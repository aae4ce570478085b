use crate::{
    api::Environment,
    client::{PagesClient, Pacing, per_page},
    config::Settings,
    utils,
};
use anyhow::{Context, Result};
use colored::Colorize;
use indicatif::{ProgressBar, ProgressStyle};
use serde::Serialize;
use std::io::IsTerminal;
use std::time::Duration;
use tokio::time::sleep;

#[derive(Debug, Clone)]
pub struct DeleteOptions {
    pub env: Option<Environment>,
    pub dry_run: bool,
    pub force: bool,
    pub limit: u32,
    /// Skip the confirmation prompt.
    pub yes: bool,
    /// Whether a prompt can be answered; never prompt without a terminal.
    pub interactive: bool,
    pub pacing: Pacing,
}

impl Default for DeleteOptions {
    fn default() -> Self {
        Self {
            env: None,
            dry_run: false,
            force: false,
            limit: 25,
            yes: false,
            interactive: std::io::stdin().is_terminal(),
            pacing: Pacing::default(),
        }
    }
}

impl DeleteOptions {
    pub fn needs_confirmation(&self) -> bool {
        !self.dry_run && !self.yes && self.interactive
    }
}

#[derive(Debug, Default, Clone, Copy, PartialEq, Eq, Serialize)]
pub struct DeletionSummary {
    pub total: usize,
    pub deleted: usize,
    pub failed: usize,
}

pub(crate) fn fetch_spinner() -> Result<ProgressBar> {
    let pb = ProgressBar::new_spinner();
    pb.set_style(ProgressStyle::default_spinner().template("{spinner:.green} {msg}")?);
    pb.enable_steady_tick(Duration::from_millis(100));
    pb.set_message("Fetching page 1...");
    Ok(pb)
}

pub async fn delete(settings: &Settings, options: &DeleteOptions) -> Result<DeletionSummary> {
    let client = PagesClient::new(settings)?.with_pacing(options.pacing);

    println!(
        "Getting deployments for project: {}",
        settings.project_name.bright_cyan()
    );

    let pb = fetch_spinner()?;
    let listed = client
        .list_deployments(per_page(options.limit), options.env, &pb)
        .await;
    pb.finish_and_clear();
    let deployments = listed.context("Error getting deployments")?;

    println!("Found {} deployments", deployments.len());

    if deployments.is_empty() {
        println!("{}", "No deployments to delete".yellow());
        return Ok(DeletionSummary::default());
    }

    if options.dry_run {
        println!(
            "{}",
            "DRY RUN mode enabled - no actual deletions will occur".yellow()
        );
    }

    if options.force {
        println!(
            "{}",
            "FORCE mode enabled - will attempt to delete aliased deployments".yellow()
        );
    }

    if options.needs_confirmation() {
        let message = format!(
            "Delete {} deployments from project '{}'?",
            deployments.len(),
            settings.project_name
        );
        if !utils::confirm(&message)? {
            println!("{}", "Deletion cancelled".yellow());
            return Ok(DeletionSummary::default());
        }
    }

    let total = deployments.len();
    let mut summary = DeletionSummary {
        total,
        ..Default::default()
    };

    println!("\nStarting deletion of {} deployments...", total);

    for (idx, deployment) in deployments.iter().enumerate() {
        let idx = idx + 1;
        let id = deployment.id.as_str();

        println!(
            "[{}/{}] ({:.1}%) Deleting deployment: {}",
            idx,
            total,
            utils::progress_percent(idx, total),
            id.bright_cyan()
        );

        if options.dry_run {
            println!(
                "[DRY RUN] Would delete deployment: {}{}",
                id,
                if options.force { " (forced)" } else { "" }
            );
            summary.deleted += 1;
        } else {
            match client.delete_deployment(id, options.force).await {
                Ok(()) => {
                    println!(
                        "{} Successfully deleted deployment: {}",
                        "✓".green().bold(),
                        id
                    );
                    summary.deleted += 1;
                }
                Err(e) => {
                    println!("Error deleting deployment {}: {}", id, e);
                    if let Some(hint) = e.hint() {
                        println!("\n{}\n", hint.yellow());
                    }
                    println!("{} Failed to delete deployment: {}", "✗".red().bold(), id);
                    tracing::warn!(deployment = id, error = %e, "delete failed");
                    summary.failed += 1;
                }
            }
        }

        sleep(options.pacing.after_delete(summary.failed)).await;
    }

    println!(
        "Completed deletion: {} deleted, {} failed",
        summary.deleted, summary.failed
    );

    Ok(summary)
}

#[cfg(test)]
mod tests {
    use super::*;

    fn options(dry_run: bool, yes: bool, interactive: bool) -> DeleteOptions {
        DeleteOptions {
            dry_run,
            yes,
            interactive,
            ..Default::default()
        }
    }

    #[test]
    fn test_confirmation_only_on_interactive_real_runs() {
        assert!(options(false, false, true).needs_confirmation());
        assert!(!options(false, true, true).needs_confirmation());
        assert!(!options(true, false, true).needs_confirmation());
        assert!(!options(false, false, false).needs_confirmation());
    }
}
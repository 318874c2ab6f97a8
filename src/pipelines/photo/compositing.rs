// SPDX-License-Identifier: GPL-3.0-only

//! Mask compositing
//!
//! Blends a normalized frame with a segmentation mask so everything outside
//! the mask becomes transparent. All failure modes fall back to returning the
//! frame unchanged, so a consumer cannot distinguish "no foreground" from
//! "blend failed" by looking at the output.

use crate::constants::RGBA_BYTES_PER_PIXEL;
use crate::pipelines::photo::normalize::NormalizedFrame;
use crate::pipelines::photo::segmentation::SegmentationMask;
use std::sync::Arc;
use tracing::{debug, warn};

/// Final RGBA image published by the pipeline
#[derive(Clone, PartialEq, Eq)]
pub struct CompositedImage {
    pub width: u32,
    pub height: u32,
    pub data: Arc<[u8]>,
}

impl std::fmt::Debug for CompositedImage {
    fn fmt(&self, f: &mut std::fmt::Formatter<'_>) -> std::fmt::Result {
        write!(
            f,
            "CompositedImage({}x{}, {} bytes)",
            self.width,
            self.height,
            self.data.len()
        )
    }
}

/// Applies a segmentation mask as the frame's alpha channel
#[derive(Debug, Clone, Copy, Default)]
pub struct CompositingEngine;

impl CompositingEngine {
    pub fn new() -> Self {
        Self
    }

    /// Composite the frame over a transparent background.
    ///
    /// An empty mask is the explicit fallback: the frame is returned
    /// unchanged. For an alpha mask, each output pixel keeps the source
    /// colour with its alpha scaled by the mask, so masked-out regions are
    /// fully transparent and fully-covered regions are untouched.
    pub fn composite(&self, frame: &NormalizedFrame, mask: &SegmentationMask) -> CompositedImage {
        let (mask_width, mask_height, mask_data) = match mask {
            SegmentationMask::Empty => {
                debug!("Empty mask; returning frame unchanged");
                return Self::passthrough(frame);
            }
            SegmentationMask::Alpha { width, height, data } => (*width, *height, data),
        };

        if mask_width != frame.width || mask_height != frame.height {
            warn!(
                mask_width,
                mask_height,
                frame_width = frame.width,
                frame_height = frame.height,
                "Mask does not match frame; returning frame unchanged"
            );
            return Self::passthrough(frame);
        }

        let pixel_count = frame.width as usize * frame.height as usize;
        if frame.data.len() < pixel_count * RGBA_BYTES_PER_PIXEL || mask_data.len() < pixel_count {
            warn!("Cannot materialize output buffer; returning frame unchanged");
            return Self::passthrough(frame);
        }

        let mut out = frame.data.to_vec();
        for (i, coverage) in mask_data.iter().enumerate() {
            let alpha = &mut out[i * RGBA_BYTES_PER_PIXEL + 3];
            *alpha = ((*alpha as u16 * *coverage as u16) / 255) as u8;
        }

        CompositedImage {
            width: frame.width,
            height: frame.height,
            data: out.into(),
        }
    }

    fn passthrough(frame: &NormalizedFrame) -> CompositedImage {
        CompositedImage {
            width: frame.width,
            height: frame.height,
            data: Arc::clone(&frame.data),
        }
    }
}

#[cfg(test)]
mod tests {
    use super::*;

    fn frame(width: u32, height: u32, data: Vec<u8>) -> NormalizedFrame {
        NormalizedFrame {
            width,
            height,
            data: Arc::from(data.as_slice()),
        }
    }

    #[test]
    fn test_empty_mask_identity() {
        let f = frame(2, 1, vec![10, 20, 30, 255, 40, 50, 60, 255]);
        let out = CompositingEngine::new().composite(&f, &SegmentationMask::Empty);

        assert_eq!(out.width, 2);
        assert_eq!(out.height, 1);
        assert_eq!(out.data, f.data);
    }

    #[test]
    fn test_background_becomes_transparent() {
        let f = frame(2, 1, vec![10, 20, 30, 255, 40, 50, 60, 255]);
        let mask = SegmentationMask::Alpha {
            width: 2,
            height: 1,
            data: Arc::from(vec![255u8, 0].as_slice()),
        };
        let out = CompositingEngine::new().composite(&f, &mask);

        // Foreground pixel equals the input
        assert_eq!(&out.data[0..4], &[10, 20, 30, 255]);
        // Background pixel is fully transparent
        assert_eq!(out.data[7], 0);
    }

    #[test]
    fn test_partial_coverage_scales_alpha() {
        let f = frame(1, 1, vec![100, 100, 100, 255]);
        let mask = SegmentationMask::Alpha {
            width: 1,
            height: 1,
            data: Arc::from(vec![128u8].as_slice()),
        };
        let out = CompositingEngine::new().composite(&f, &mask);
        assert_eq!(out.data[3], 128);
    }

    #[test]
    fn test_mismatched_mask_falls_back_to_frame() {
        let f = frame(2, 1, vec![1, 2, 3, 4, 5, 6, 7, 8]);
        let mask = SegmentationMask::Alpha {
            width: 3,
            height: 3,
            data: Arc::from(vec![255u8; 9].as_slice()),
        };
        let out = CompositingEngine::new().composite(&f, &mask);
        assert_eq!(out.data, f.data);
    }

    #[test]
    fn test_short_buffer_falls_back_to_frame() {
        // Frame claims 2x1 but carries one pixel; blend cannot materialize
        let f = frame(2, 1, vec![1, 2, 3, 4]);
        let mask = SegmentationMask::Alpha {
            width: 2,
            height: 1,
            data: Arc::from(vec![255u8, 255].as_slice()),
        };
        let out = CompositingEngine::new().composite(&f, &mask);
        assert_eq!(out.data, f.data);
    }
}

■ **About this task**
Lines of the listing above that contain the word "hint" must all be copied.

■ **Expected answer**
                    if let Some(hint) = e.hint() {
                        println!("\n{}\n", hint.yellow());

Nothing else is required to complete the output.